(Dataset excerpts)
=======

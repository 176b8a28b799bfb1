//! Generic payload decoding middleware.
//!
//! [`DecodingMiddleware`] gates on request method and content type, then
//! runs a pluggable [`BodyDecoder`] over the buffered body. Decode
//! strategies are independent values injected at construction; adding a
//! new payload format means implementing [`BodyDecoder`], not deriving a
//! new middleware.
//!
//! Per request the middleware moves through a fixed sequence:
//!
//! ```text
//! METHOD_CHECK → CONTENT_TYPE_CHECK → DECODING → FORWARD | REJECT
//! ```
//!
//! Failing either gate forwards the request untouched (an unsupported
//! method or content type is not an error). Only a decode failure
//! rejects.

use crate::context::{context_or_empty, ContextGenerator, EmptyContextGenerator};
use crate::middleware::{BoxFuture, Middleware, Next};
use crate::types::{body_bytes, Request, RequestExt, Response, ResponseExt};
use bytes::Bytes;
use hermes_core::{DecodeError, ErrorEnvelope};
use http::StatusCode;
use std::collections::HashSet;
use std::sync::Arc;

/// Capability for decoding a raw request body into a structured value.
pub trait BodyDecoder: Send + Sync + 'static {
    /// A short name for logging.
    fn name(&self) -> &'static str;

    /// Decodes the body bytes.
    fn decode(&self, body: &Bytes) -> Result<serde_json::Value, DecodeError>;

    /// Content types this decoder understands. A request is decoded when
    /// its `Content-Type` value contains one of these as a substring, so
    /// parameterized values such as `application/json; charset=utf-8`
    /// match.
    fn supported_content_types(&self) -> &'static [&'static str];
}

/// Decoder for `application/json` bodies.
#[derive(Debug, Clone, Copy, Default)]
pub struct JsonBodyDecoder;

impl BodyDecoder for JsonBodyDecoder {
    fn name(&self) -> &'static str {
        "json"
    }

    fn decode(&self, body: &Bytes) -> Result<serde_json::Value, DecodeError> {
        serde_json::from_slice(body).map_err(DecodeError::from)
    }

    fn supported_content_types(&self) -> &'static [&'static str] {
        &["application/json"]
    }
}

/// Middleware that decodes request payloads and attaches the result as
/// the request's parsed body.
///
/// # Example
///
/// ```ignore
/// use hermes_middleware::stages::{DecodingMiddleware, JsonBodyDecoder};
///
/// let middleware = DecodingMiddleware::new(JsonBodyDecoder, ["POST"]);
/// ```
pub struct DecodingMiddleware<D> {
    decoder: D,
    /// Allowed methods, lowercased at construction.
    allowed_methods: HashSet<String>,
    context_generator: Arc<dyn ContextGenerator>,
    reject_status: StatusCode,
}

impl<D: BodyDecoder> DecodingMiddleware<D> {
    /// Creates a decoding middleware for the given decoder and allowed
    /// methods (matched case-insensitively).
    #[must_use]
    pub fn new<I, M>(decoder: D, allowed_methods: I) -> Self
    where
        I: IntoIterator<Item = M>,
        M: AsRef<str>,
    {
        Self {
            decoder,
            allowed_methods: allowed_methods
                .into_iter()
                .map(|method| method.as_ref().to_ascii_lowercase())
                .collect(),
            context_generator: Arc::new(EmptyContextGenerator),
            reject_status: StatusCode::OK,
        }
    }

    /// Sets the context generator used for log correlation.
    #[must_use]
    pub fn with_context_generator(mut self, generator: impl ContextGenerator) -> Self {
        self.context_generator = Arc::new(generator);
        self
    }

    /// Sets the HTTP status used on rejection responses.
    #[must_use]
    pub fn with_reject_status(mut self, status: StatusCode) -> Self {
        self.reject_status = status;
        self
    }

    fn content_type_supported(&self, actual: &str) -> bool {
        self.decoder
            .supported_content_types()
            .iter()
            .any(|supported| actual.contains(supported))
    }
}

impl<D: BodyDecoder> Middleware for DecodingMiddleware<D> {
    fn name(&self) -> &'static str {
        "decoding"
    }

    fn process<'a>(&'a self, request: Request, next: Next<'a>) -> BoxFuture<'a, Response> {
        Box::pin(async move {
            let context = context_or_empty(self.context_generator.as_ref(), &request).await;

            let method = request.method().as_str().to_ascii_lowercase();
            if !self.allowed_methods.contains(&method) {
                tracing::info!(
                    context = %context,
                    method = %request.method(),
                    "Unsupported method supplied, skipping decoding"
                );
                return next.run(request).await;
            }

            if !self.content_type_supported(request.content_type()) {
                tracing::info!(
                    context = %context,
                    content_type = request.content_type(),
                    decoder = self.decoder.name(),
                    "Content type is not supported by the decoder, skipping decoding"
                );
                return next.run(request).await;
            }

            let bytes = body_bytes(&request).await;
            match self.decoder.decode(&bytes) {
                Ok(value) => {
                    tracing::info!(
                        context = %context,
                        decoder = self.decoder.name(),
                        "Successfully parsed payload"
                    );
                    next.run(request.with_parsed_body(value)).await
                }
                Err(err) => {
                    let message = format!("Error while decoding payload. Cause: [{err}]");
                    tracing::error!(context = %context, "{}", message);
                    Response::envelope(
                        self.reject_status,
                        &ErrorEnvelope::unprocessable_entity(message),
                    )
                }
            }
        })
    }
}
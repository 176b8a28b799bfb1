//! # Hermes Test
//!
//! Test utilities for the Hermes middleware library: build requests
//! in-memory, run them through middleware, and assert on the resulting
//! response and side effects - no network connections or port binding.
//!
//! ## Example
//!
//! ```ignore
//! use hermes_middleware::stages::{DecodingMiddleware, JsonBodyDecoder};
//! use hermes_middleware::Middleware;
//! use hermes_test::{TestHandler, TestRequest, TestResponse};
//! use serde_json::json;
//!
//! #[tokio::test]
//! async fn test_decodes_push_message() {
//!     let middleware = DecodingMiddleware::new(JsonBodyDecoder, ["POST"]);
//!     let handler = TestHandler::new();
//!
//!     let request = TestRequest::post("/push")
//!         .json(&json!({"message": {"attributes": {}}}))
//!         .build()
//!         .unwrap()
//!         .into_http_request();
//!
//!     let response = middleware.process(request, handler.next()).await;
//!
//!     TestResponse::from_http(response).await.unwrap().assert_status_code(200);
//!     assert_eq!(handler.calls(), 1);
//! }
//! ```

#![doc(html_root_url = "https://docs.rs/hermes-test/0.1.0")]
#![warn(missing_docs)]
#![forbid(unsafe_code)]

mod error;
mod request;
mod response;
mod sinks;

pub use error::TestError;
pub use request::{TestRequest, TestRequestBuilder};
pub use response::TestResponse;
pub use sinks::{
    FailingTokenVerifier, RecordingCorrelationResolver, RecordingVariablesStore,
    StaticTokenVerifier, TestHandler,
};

=======

* Activity *
In the entries above, find each line that includes the string "used" and copy it.

* Reply to the task *
    /// Sets the context generator used for log correlation.
    /// Sets the HTTP status used on rejection responses.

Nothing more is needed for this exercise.